Until fairly recently, I had no idea that I even had such a thing as visual thinking. I thought everybody's brain worked that way. I have this extremely vivid memory from when I was only one and a half that finally gave me the realization that my picture brain is not universal.

What was that moment?

I was standing wide legged on the wood threshold in the door between the kitchen and the bathroom and looking up at my grandmother. She was in front of the sink, and as she turned to me she was grasping her front teeth between thumb and forefinger. It was like she was smiling, and then the teeth all popped out of her mouth and there they were in her hand. My mother says I ran through the house yelling. I don't remember that part, but I do remember tugging at my own teeth to see if mine would come out.

The impact of that moment wasn't because it started my interest in visual thinking or changed the way I see the world, but from the earliest moment I've been hardwired this way.

What's your favorite medium?


I'm more of a drawer than a painter. Even though most of what I do involves paint, I almost always end up drawing on the canvas. I like to use everything: acrylics, oils, charcoal, colored pencils, inks, and markers. My least favorite are watercolors; I'm awful at using them. I guess what I use most just might be Sharpies.

linnea doyle_ascend.jpg
Ascend

Why did you choose robots as one of the more prominent figures featured in your paintings?

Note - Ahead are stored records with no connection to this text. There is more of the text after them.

//! Primary-key strategies and key generators.
//!
//! A table either lets the database assign keys ([`PkStrategy::AutoIncrement`])
//! or expects the caller to supply them ([`PkStrategy::Provided`]), in which
//! case an optional [`PkGenerator`] produces keys for beans on insert.

use std::fmt;
use std::sync::Arc;

use futures::future::{BoxFuture, FutureExt};
use oxide_snippet::{SqlSnippet, SqlValue, ValueKind};
use sqlx::SqliteConnection;

use crate::engine;
use crate::error::Result;
use crate::schema::TableMetaData;

/// Produces primary-key values for new rows.
pub trait PkGenerator: Send + Sync {
    /// Returns a new key of the given kind, or `None` to leave the bean's
    /// current key untouched.
    fn new_key<'a>(
        &'a self,
        conn: &'a mut SqliteConnection,
        kind: ValueKind,
    ) -> BoxFuture<'a, Result<Option<SqlValue>>>;
}

/// Reads the next key from a query, e.g. a sequence table.
#[derive(Debug, Clone)]
pub struct SqlKeyGenerator {
    query: SqlSnippet,
}

impl SqlKeyGenerator {
    /// Uses the first column of the first row returned by `query`.
    #[must_use]
    pub const fn new(query: SqlSnippet) -> Self {
        Self { query }
    }
}

impl PkGenerator for SqlKeyGenerator {
    fn new_key<'a>(
        &'a self,
        conn: &'a mut SqliteConnection,
        _kind: ValueKind,
    ) -> BoxFuture<'a, Result<Option<SqlValue>>> {
        async move { engine::query_first_value(conn, &self.query).await }.boxed()
    }
}

/// Generates keys with a plain function.
pub struct FnKeyGenerator<F> {
    generate: F,
}

impl<F> FnKeyGenerator<F>
where
    F: Fn(ValueKind) -> SqlValue + Send + Sync,
{
    /// Wraps a key function.
    pub const fn new(generate: F) -> Self {
        Self { generate }
    }
}

impl<F> fmt::Debug for FnKeyGenerator<F> {
    fn fmt(&self, f: &mut fmt::Formatter<'_>) -> fmt::Result {
        f.debug_struct("FnKeyGenerator").finish_non_exhaustive()
    }
}

impl<F> PkGenerator for FnKeyGenerator<F>
where
    F: Fn(ValueKind) -> SqlValue + Send + Sync,
{
    fn new_key<'a>(
        &'a self,
        _conn: &'a mut SqliteConnection,
        kind: ValueKind,
    ) -> BoxFuture<'a, Result<Option<SqlValue>>> {
        let key = (self.generate)(kind);
        async move { Ok(Some(key)) }.boxed()
    }
}

/// How a table's primary key is filled on insert.
#[derive(Clone)]
pub enum PkStrategy {
    /// The database assigns the key; it is read back after the insert.
    AutoIncrement,
    /// The key comes from the bean, or from the generator if one is set.
    Provided(Option<Arc<dyn PkGenerator>>),
}

impl fmt::Debug for PkStrategy {
    fn fmt(&self, f: &mut fmt::Formatter<'_>) -> fmt::Result {
        match self {
            Self::AutoIncrement => f.write_str("AutoIncrement"),
            Self::Provided(generator) => f
                .debug_tuple("Provided")
                .field(&generator.as_ref().map(|_| ".."))
                .finish(),
        }
    }
}

impl PkStrategy {
    /// Returns true if the database assigns keys.
    #[must_use]
    pub const fn is_auto_increment(&self) -> bool {
        matches!(self, Self::AutoIncrement)
    }

    /// Asks the generator for a new key. Returns `None` for auto-increment
    /// tables and for provided keys without a generator.
    pub async fn new_primary_key(
        &self,
        conn: &mut SqliteConnection,
        kind: ValueKind,
    ) -> Result<Option<SqlValue>> {
        match self {
            Self::Provided(Some(generator)) => generator.new_key(conn, kind).await,
            Self::AutoIncrement | Self::Provided(None) => Ok(None),
        }
    }
}

/// Decides the key strategy of a table.
pub trait PkStrategyDecider: Send + Sync {
    /// `generator` is the key generator configured for the table, if any.
    fn decide(&self, table: &TableMetaData, generator: Option<Arc<dyn PkGenerator>>)
        -> PkStrategy;
}

/// SQLite rules: a single `INTEGER PRIMARY KEY` column aliases the rowid and
/// auto-increments; every other key is provided.
///
/// A configured generator always wins over auto-increment.
#[derive(Debug, Clone, Copy, Default)]
pub struct SqlitePkStrategyDecider;

impl PkStrategyDecider for SqlitePkStrategyDecider {
    fn decide(
        &self,
        table: &TableMetaData,
        generator: Option<Arc<dyn PkGenerator>>,
    ) -> PkStrategy {
        if generator.is_some() {
            return PkStrategy::Provided(generator);
        }
        match table.pk_columns().as_slice() {
            [pk] if pk.sql_type.eq_ignore_ascii_case("INTEGER") => PkStrategy::AutoIncrement,
            _ => PkStrategy::Provided(None),
        }
    }
}
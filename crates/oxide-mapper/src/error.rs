//! Error types for the mapper.

use oxide_snippet::SnippetError;
use thiserror::Error;

/// Mapper errors.
///
/// Configuration errors (unmapped types, missing tables, ambiguous keys)
/// surface at resolution time and indicate a mismatch between code and
/// schema. Consistency errors abort batch operations. Every failure of the
/// underlying driver is reported as [`MapperError::Database`].
#[derive(Debug, Error)]
pub enum MapperError {
    /// No metadata registry handles the bean type.
    #[error("{0} is not a mapped bean type")]
    UnmappedBean(String),

    /// The table a bean maps to does not exist.
    #[error("table {0} does not exist")]
    TableNotFound(String),

    /// A table has no foreign key to the requested table.
    #[error("table {table} has no foreign key referencing {target}")]
    NoForeignKey {
        /// The table holding the foreign keys.
        table: String,
        /// The referenced table.
        target: String,
    },

    /// A table has more than one foreign key to the requested table.
    #[error("table {table} has {count} foreign keys referencing {target}, expected exactly one")]
    AmbiguousForeignKey {
        /// The table holding the foreign keys.
        table: String,
        /// The referenced table.
        target: String,
        /// Number of candidate keys.
        count: usize,
    },

    /// An operation needs a primary key the bean or table does not have.
    #[error("{0} has no primary key")]
    NoPrimaryKey(String),

    /// An operation needs a single-column primary key.
    #[error("table {0} has a composite primary key")]
    CompositePrimaryKey(String),

    /// The bean has no property with the given name.
    #[error("{bean} has no property {property}")]
    UnknownProperty {
        /// Bean type name.
        bean: String,
        /// Property name.
        property: String,
    },

    /// The property is not a collection of beans.
    #[error("property {property} of {bean} is not a collection of beans")]
    NotARelation {
        /// Bean type name.
        bean: String,
        /// Property name.
        property: String,
    },

    /// A many-to-many relation was requested for a property without a
    /// join-table declaration.
    #[error("property {property} of {bean} has no many-to-many declaration")]
    MissingManyToMany {
        /// Bean type name.
        bean: String,
        /// Property name.
        property: String,
    },

    /// A relation or provided value does not have the expected Rust type.
    #[error("property {property} of {bean} holds {declared}, not {requested}")]
    RelationTypeMismatch {
        /// Bean type name.
        bean: String,
        /// Property name.
        property: String,
        /// The declared type.
        declared: String,
        /// The type that was supplied or requested.
        requested: String,
    },

    /// The query result lacks a column needed to group or look up rows.
    #[error("query result has no column {0}")]
    MissingKeyColumn(String),

    /// The same property was given provided values twice.
    #[error("provided values for property {0} would be overwritten")]
    DuplicateProvidedProperty(String),

    /// A builder-style bean rejected the collected property values.
    #[error("cannot construct {bean}: {message}")]
    BeanConstruction {
        /// Bean type name.
        bean: String,
        /// Reason reported by the bean's builder.
        message: String,
    },

    /// A batch insert resolved to more than one bean mapping.
    #[error("multi-row insert only for beans of the same mapping: {first} and {other}")]
    MixedBatch {
        /// Mapping of the first element.
        first: String,
        /// The first mapping that differs.
        other: String,
    },

    /// The number of generated keys differs from the number of inserted rows.
    #[error("inserting {expected} rows returned {actual} generated keys")]
    GeneratedKeyCount {
        /// Rows inserted.
        expected: usize,
        /// Keys returned.
        actual: usize,
    },

    /// A column value could not be converted into the property type.
    #[error("column {column}: {source}")]
    Conversion {
        /// Column or property name.
        column: String,
        /// Underlying conversion error.
        #[source]
        source: SnippetError,
    },

    /// A snippet failed validation.
    #[error("invalid snippet: {0}")]
    Snippet(#[from] SnippetError),

    /// Database error from sqlx.
    #[error("database error: {0}")]
    Database(#[from] sqlx::Error),

    /// No row matched a single-row query.
    #[error("object not found")]
    NotFound,

    /// More than one row matched a single-row query.
    #[error("multiple rows returned when one was expected")]
    MultipleRows,
}

/// Result type alias for mapper operations.
pub type Result<T> = std::result::Result<T, MapperError>;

I started doodling them in my sketchbooks, repeating them so much it was like a robot invasion. I drew the shapes over and over until they had developed an entire world. Once I
made the first three paintings, the response I got from viewers was huge -- robots are oddly
fascinating when they look back at you. They appeal to all kinds of people, and it seems
they're easy to connect with.

Linnea Doyle Cordyceps-T.jpg
Cordyceps-T
Robots are usually very stoic beings, but you infuse them with life and feeling. What motivates you to show all these robots in different circumstances?

They're very convenient containers. You can put any emotion you want into a robot. Mine are less mechanical and a little more organic as far as robots go. I was working toward a character that was super simplified, but still kept a lot of nuance. I had all these thoughts that I wanted to express subtly, and it was funnier to me to do it by being obvious. I like putting the robots in new situations all the time because I want them have a kind of candor, an uninhibited response to finding themselves there.

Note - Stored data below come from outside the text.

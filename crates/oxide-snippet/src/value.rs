//! SQL values and parameter handling.
//!
//! Values travel in two directions: [`ToSqlValue`] turns Rust values into
//! bound parameters, [`FromSqlValue`] turns column values read from a row
//! back into Rust values.

use std::fmt;

use crate::error::SnippetError;

/// A SQL value that can be used as a parameter or read from a row.
#[derive(Debug, Clone, PartialEq)]
pub enum SqlValue {
    /// NULL value.
    Null,
    /// Boolean value.
    Bool(bool),
    /// Integer value.
    Int(i64),
    /// Float value.
    Float(f64),
    /// Text value.
    Text(String),
    /// Binary blob value.
    Blob(Vec<u8>),
}

/// The declared scalar type of a value, independent of any particular value.
#[derive(Debug, Clone, Copy, PartialEq, Eq, Hash)]
pub enum ValueKind {
    /// Whole numbers, stored as 64-bit signed integers.
    Integer,
    /// Floating point numbers.
    Real,
    /// UTF-8 text, also used for timestamps.
    Text,
    /// Booleans, stored as `0`/`1` integers.
    Boolean,
    /// Raw bytes.
    Blob,
}

impl fmt::Display for ValueKind {
    fn fmt(&self, f: &mut fmt::Formatter<'_>) -> fmt::Result {
        let name = match self {
            Self::Integer => "integer",
            Self::Real => "real",
            Self::Text => "text",
            Self::Boolean => "boolean",
            Self::Blob => "blob",
        };
        f.write_str(name)
    }
}

impl SqlValue {
    /// Returns whether this is SQL NULL.
    #[must_use]
    pub const fn is_null(&self) -> bool {
        matches!(self, Self::Null)
    }

    /// Returns a short name for the runtime type of this value.
    #[must_use]
    pub const fn type_name(&self) -> &'static str {
        match self {
            Self::Null => "null",
            Self::Bool(_) => "boolean",
            Self::Int(_) => "integer",
            Self::Float(_) => "real",
            Self::Text(_) => "text",
            Self::Blob(_) => "blob",
        }
    }

    /// Returns the parameter placeholder.
    #[must_use]
    pub const fn placeholder() -> &'static str {
        "?"
    }
}

/// Trait for types that can be converted to SQL values.
pub trait ToSqlValue {
    /// Converts the value to a `SqlValue`.
    fn to_sql_value(self) -> SqlValue;
}

impl ToSqlValue for SqlValue {
    fn to_sql_value(self) -> SqlValue {
        self
    }
}

impl ToSqlValue for bool {
    fn to_sql_value(self) -> SqlValue {
        SqlValue::Bool(self)
    }
}

impl ToSqlValue for i64 {
    fn to_sql_value(self) -> SqlValue {
        SqlValue::Int(self)
    }
}

impl ToSqlValue for i32 {
    fn to_sql_value(self) -> SqlValue {
        SqlValue::Int(i64::from(self))
    }
}

impl ToSqlValue for i16 {
    fn to_sql_value(self) -> SqlValue {
        SqlValue::Int(i64::from(self))
    }
}

impl ToSqlValue for u32 {
    fn to_sql_value(self) -> SqlValue {
        SqlValue::Int(i64::from(self))
    }
}

impl ToSqlValue for f64 {
    fn to_sql_value(self) -> SqlValue {
        SqlValue::Float(self)
    }
}

impl ToSqlValue for f32 {
    fn to_sql_value(self) -> SqlValue {
        SqlValue::Float(f64::from(self))
    }
}

impl ToSqlValue for String {
    fn to_sql_value(self) -> SqlValue {
        SqlValue::Text(self)
    }
}

impl ToSqlValue for &str {
    fn to_sql_value(self) -> SqlValue {
        SqlValue::Text(String::from(self))
    }
}

impl ToSqlValue for &String {
    fn to_sql_value(self) -> SqlValue {
        SqlValue::Text(self.clone())
    }
}

impl<T: ToSqlValue> ToSqlValue for Option<T> {
    fn to_sql_value(self) -> SqlValue {
        match self {
            Some(v) => v.to_sql_value(),
            None => SqlValue::Null,
        }
    }
}

impl ToSqlValue for Vec<u8> {
    fn to_sql_value(self) -> SqlValue {
        SqlValue::Blob(self)
    }
}

impl ToSqlValue for &[u8] {
    fn to_sql_value(self) -> SqlValue {
        SqlValue::Blob(self.to_vec())
    }
}

/// Trait for types that can be read back from a SQL value.
///
/// Conversions are lenient where the storage engine is: integers widen to
/// floats, `0`/`1` integers read as booleans, and `NULL` only converts into
/// `Option<T>`.
pub trait FromSqlValue: Sized {
    /// The declared kind of values of this type.
    const KIND: ValueKind;

    /// Converts a SQL value into `Self`.
    fn from_sql_value(value: SqlValue) -> Result<Self, SnippetError>;
}

fn mismatch(expected: ValueKind, value: &SqlValue) -> SnippetError {
    SnippetError::Conversion {
        expected,
        found: value.type_name(),
    }
}

impl FromSqlValue for i64 {
    const KIND: ValueKind = ValueKind::Integer;

    fn from_sql_value(value: SqlValue) -> Result<Self, SnippetError> {
        match value {
            SqlValue::Int(i) => Ok(i),
            SqlValue::Bool(b) => Ok(Self::from(b)),
            other => Err(mismatch(Self::KIND, &other)),
        }
    }
}

impl FromSqlValue for i32 {
    const KIND: ValueKind = ValueKind::Integer;

    fn from_sql_value(value: SqlValue) -> Result<Self, SnippetError> {
        let wide = i64::from_sql_value(value)?;
        Self::try_from(wide).map_err(|_| SnippetError::OutOfRange {
            value: wide,
            target: "i32",
        })
    }
}

impl FromSqlValue for i16 {
    const KIND: ValueKind = ValueKind::Integer;

    fn from_sql_value(value: SqlValue) -> Result<Self, SnippetError> {
        let wide = i64::from_sql_value(value)?;
        Self::try_from(wide).map_err(|_| SnippetError::OutOfRange {
            value: wide,
            target: "i16",
        })
    }
}

impl FromSqlValue for u32 {
    const KIND: ValueKind = ValueKind::Integer;

    fn from_sql_value(value: SqlValue) -> Result<Self, SnippetError> {
        let wide = i64::from_sql_value(value)?;
        Self::try_from(wide).map_err(|_| SnippetError::OutOfRange {
            value: wide,
            target: "u32",
        })
    }
}

impl FromSqlValue for f64 {
    const KIND: ValueKind = ValueKind::Real;

    #[allow(clippy::cast_precision_loss)]
    fn from_sql_value(value: SqlValue) -> Result<Self, SnippetError> {
        match value {
            SqlValue::Float(f) => Ok(f),
            SqlValue::Int(i) => Ok(i as Self),
            other => Err(mismatch(Self::KIND, &other)),
        }
    }
}

impl FromSqlValue for bool {
    const KIND: ValueKind = ValueKind::Boolean;

    fn from_sql_value(value: SqlValue) -> Result<Self, SnippetError> {
        match value {
            SqlValue::Bool(b) => Ok(b),
            SqlValue::Int(i) => Ok(i != 0),
            other => Err(mismatch(Self::KIND, &other)),
        }
    }
}

impl FromSqlValue for String {
    const KIND: ValueKind = ValueKind::Text;

    fn from_sql_value(value: SqlValue) -> Result<Self, SnippetError> {
        match value {
            SqlValue::Text(s) => Ok(s),
            other => Err(mismatch(Self::KIND, &other)),
        }
    }
}

impl FromSqlValue for Vec<u8> {
    const KIND: ValueKind = ValueKind::Blob;

    fn from_sql_value(value: SqlValue) -> Result<Self, SnippetError> {
        match value {
            SqlValue::Blob(b) => Ok(b),
            SqlValue::Text(s) => Ok(s.into_bytes()),
            other => Err(mismatch(Self::KIND, &other)),
        }
    }
}

impl<T: FromSqlValue> FromSqlValue for Option<T> {
    const KIND: ValueKind = T::KIND;

    fn from_sql_value(value: SqlValue) -> Result<Self, SnippetError> {
        match value {
            SqlValue::Null => Ok(None),
            other => T::from_sql_value(other).map(Some),
        }
    }
}

#[cfg(feature = "chrono")]
mod temporal {
    use chrono::{DateTime, NaiveDateTime, Utc};

    use super::{mismatch, FromSqlValue, SqlValue, ToSqlValue, ValueKind};
    use crate::error::SnippetError;

    const NAIVE_FORMAT: &str = "%Y-%m-%d %H:%M:%S%.f";

    impl ToSqlValue for DateTime<Utc> {
        fn to_sql_value(self) -> SqlValue {
            SqlValue::Text(self.to_rfc3339())
        }
    }

    impl FromSqlValue for DateTime<Utc> {
        const KIND: ValueKind = ValueKind::Text;

        fn from_sql_value(value: SqlValue) -> Result<Self, SnippetError> {
            match value {
                SqlValue::Text(s) => DateTime::parse_from_rfc3339(&s)
                    .map(|dt| dt.with_timezone(&Utc))
                    .map_err(|e| SnippetError::Parse(e.to_string())),
                other => Err(mismatch(Self::KIND, &other)),
            }
        }
    }

    impl ToSqlValue for NaiveDateTime {
        fn to_sql_value(self) -> SqlValue {
            SqlValue::Text(self.format(NAIVE_FORMAT).to_string())
        }
    }

    impl FromSqlValue for NaiveDateTime {
        const KIND: ValueKind = ValueKind::Text;

        fn from_sql_value(value: SqlValue) -> Result<Self, SnippetError> {
            match value {
                SqlValue::Text(s) => Self::parse_from_str(&s, NAIVE_FORMAT)
                    .map_err(|e| SnippetError::Parse(e.to_string())),
                other => Err(mismatch(Self::KIND, &other)),
            }
        }
    }
}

Imagine if your robots stepped out of their paintings, what would they say?


This is interesting. I never imagine their voices. Everything they have to say is there for your eyes. That's the language they use for addressing these feelings, which are essentially abstract. So, maybe they'd play music or sing a song with no words.

Your style varies differently from the robot and ball-guy work to sweeping landscapes and detailed figure drawing. Is there a challenge to switching back and forth between both kinds of subjects?

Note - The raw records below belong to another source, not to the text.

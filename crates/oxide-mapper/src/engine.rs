//! Statement execution over a SQLite connection.
//!
//! Every statement is validated before it reaches the driver, logged at
//! debug level, and bound positionally from the snippet's parameters.

use std::sync::Arc;

use futures::TryStreamExt;
use oxide_snippet::{sql, FromSqlValue, SqlSnippet, SqlValue};
use sqlx::query::Query;
use sqlx::sqlite::{SqliteArguments, SqliteConnection};
use sqlx::Sqlite;
use tracing::debug;

use crate::error::{MapperError, Result};
use crate::row::{ColumnIndex, SqlRow};

/// Binds a SqlValue parameter to a raw query.
fn bind_value<'q>(
    query: Query<'q, Sqlite, SqliteArguments<'q>>,
    value: SqlValue,
) -> Query<'q, Sqlite, SqliteArguments<'q>> {
    match value {
        SqlValue::Null => query.bind(Option::<i64>::None),
        SqlValue::Bool(b) => query.bind(b),
        SqlValue::Int(i) => query.bind(i),
        SqlValue::Float(f) => query.bind(f),
        SqlValue::Text(s) => query.bind(s),
        SqlValue::Blob(b) => query.bind(b),
    }
}

fn prepare(snippet: &SqlSnippet) -> Result<Query<'_, Sqlite, SqliteArguments<'_>>> {
    snippet.validate()?;
    debug!(sql = %snippet.text(), params = snippet.params().len(), "Executing SQL");
    Ok(snippet
        .params()
        .iter()
        .cloned()
        .fold(sqlx::query(snippet.text()), bind_value))
}

/// Executes a statement and returns the number of affected rows.
pub async fn execute_update(conn: &mut SqliteConnection, snippet: &SqlSnippet) -> Result<u64> {
    let result = prepare(snippet)?.execute(&mut *conn).await?;
    Ok(result.rows_affected())
}

/// Runs a query and hands every decoded row to `on_row`, in cursor order.
///
/// Returns the number of rows read. The column index is built from the
/// first row and shared by all rows.
pub async fn fetch_rows<F>(
    conn: &mut SqliteConnection,
    snippet: &SqlSnippet,
    mut on_row: F,
) -> Result<usize>
where
    F: FnMut(SqlRow) -> Result<()> + Send,
{
    let query = prepare(snippet)?;
    let mut rows = query.fetch(&mut *conn);
    let mut columns: Option<Arc<ColumnIndex>> = None;
    let mut count = 0;
    while let Some(row) = rows.try_next().await? {
        let index = columns.get_or_insert_with(|| Arc::new(ColumnIndex::of(&row)));
        on_row(SqlRow::decode(&row, Arc::clone(index))?)?;
        count += 1;
    }
    Ok(count)
}

/// Executes an insert and returns the values of `key_column` for the
/// inserted rows, in insertion order.
///
/// SQLite documents the row order of `RETURNING` as unspecified. For a
/// single multi-row `INSERT ... VALUES` it emits rows in `VALUES` order,
/// and callers that assign keys by position rely on that. Only the row
/// count is checked.
pub async fn insert_returning_keys(
    conn: &mut SqliteConnection,
    insert: &SqlSnippet,
    key_column: &str,
) -> Result<Vec<SqlValue>> {
    let statement = insert.clone().append(sql(format!("RETURNING {key_column}")));
    let mut keys = Vec::new();
    fetch_rows(conn, &statement, |row| {
        keys.push(row.value(0).clone());
        Ok(())
    })
    .await?;
    Ok(keys)
}

/// Returns the first column of the first row, or `None` for an empty result.
pub async fn query_first_value(
    conn: &mut SqliteConnection,
    snippet: &SqlSnippet,
) -> Result<Option<SqlValue>> {
    let mut first = None;
    fetch_rows(conn, snippet, |row| {
        if first.is_none() {
            first = Some(row.value(0).clone());
        }
        Ok(())
    })
    .await?;
    Ok(first)
}

/// Returns the first column of the first row converted to `V`.
pub async fn query_scalar<V: FromSqlValue>(
    conn: &mut SqliteConnection,
    snippet: &SqlSnippet,
) -> Result<V> {
    let value = query_first_value(conn, snippet)
        .await?
        .ok_or(MapperError::NotFound)?;
    V::from_sql_value(value).map_err(|source| MapperError::Conversion {
        column: String::from("scalar"),
        source,
    })
}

The diversity in my work is due partly to the growth and evolution of my style, learning new ways to draw and depict subjects, and partly to the circumstances I'm creating in. If I'm alone in the studio and focusing tightly on a small drawing, it turns out differently than doing a huge painting onstage with a high energy rock band or DJs. I don't prefer any particular style, but I like my work best when you can see a story in it. The challenge for both is to end up with a picture people want to keep looking at, and it's a huge joy when I can accomplish that in any style.

What was your experience in college as an artist like? Did you find you were able to branch out more? Or have you found yourself more artistic after graduating?

I had a great time at art school. For the first time, I was surrounded by a ton of other deeply creative people, and it was a fun place. However, I wish they would have taught me more about the business side. In retrospect, I think that you should go to art school in the city you want to work in. The connections you make are so important.

As far as finding myself as an artist, that is something that is always happening. There's just different phases, and hopefully my biggest advances are yet to come.

Linnea Doyle Spotart.jpg
What can people expect to see at your Art-A-Whirl showcase?

This year I have a completely new series that I'm excited and nervous to reveal. People familiar with the generally cheery robots may be surprised. I decided to start bringing all the hurt, broken robots out of my sketchbooks into paintings, and this series has collage elements and a more restrained color palette.

I'm also showing the Strangers series that was the precursor to the dark robots, and I'll still have plenty of happy colorful robots on hand.

What other kinds of work have you done as an artist?

I've done a really wide range of illustration work because it's easy for me to adapt my style to what's needed for each project. I spent a while doing concept design for furniture, drawing gig posters for bands, spot illustrations for articles, creating custom wedding invitations, action painting for bands and DJs, and working on commissioned paintings.

The botanical illustration is still some of my favorite work I've done. I love plants, and I got to examine them in microscopes and do extremely detailed work. I was drawing these plants that were brand-new species, and being identified for the first time in history. It was nerdy and exciting, I saw specimens that Darwin collected.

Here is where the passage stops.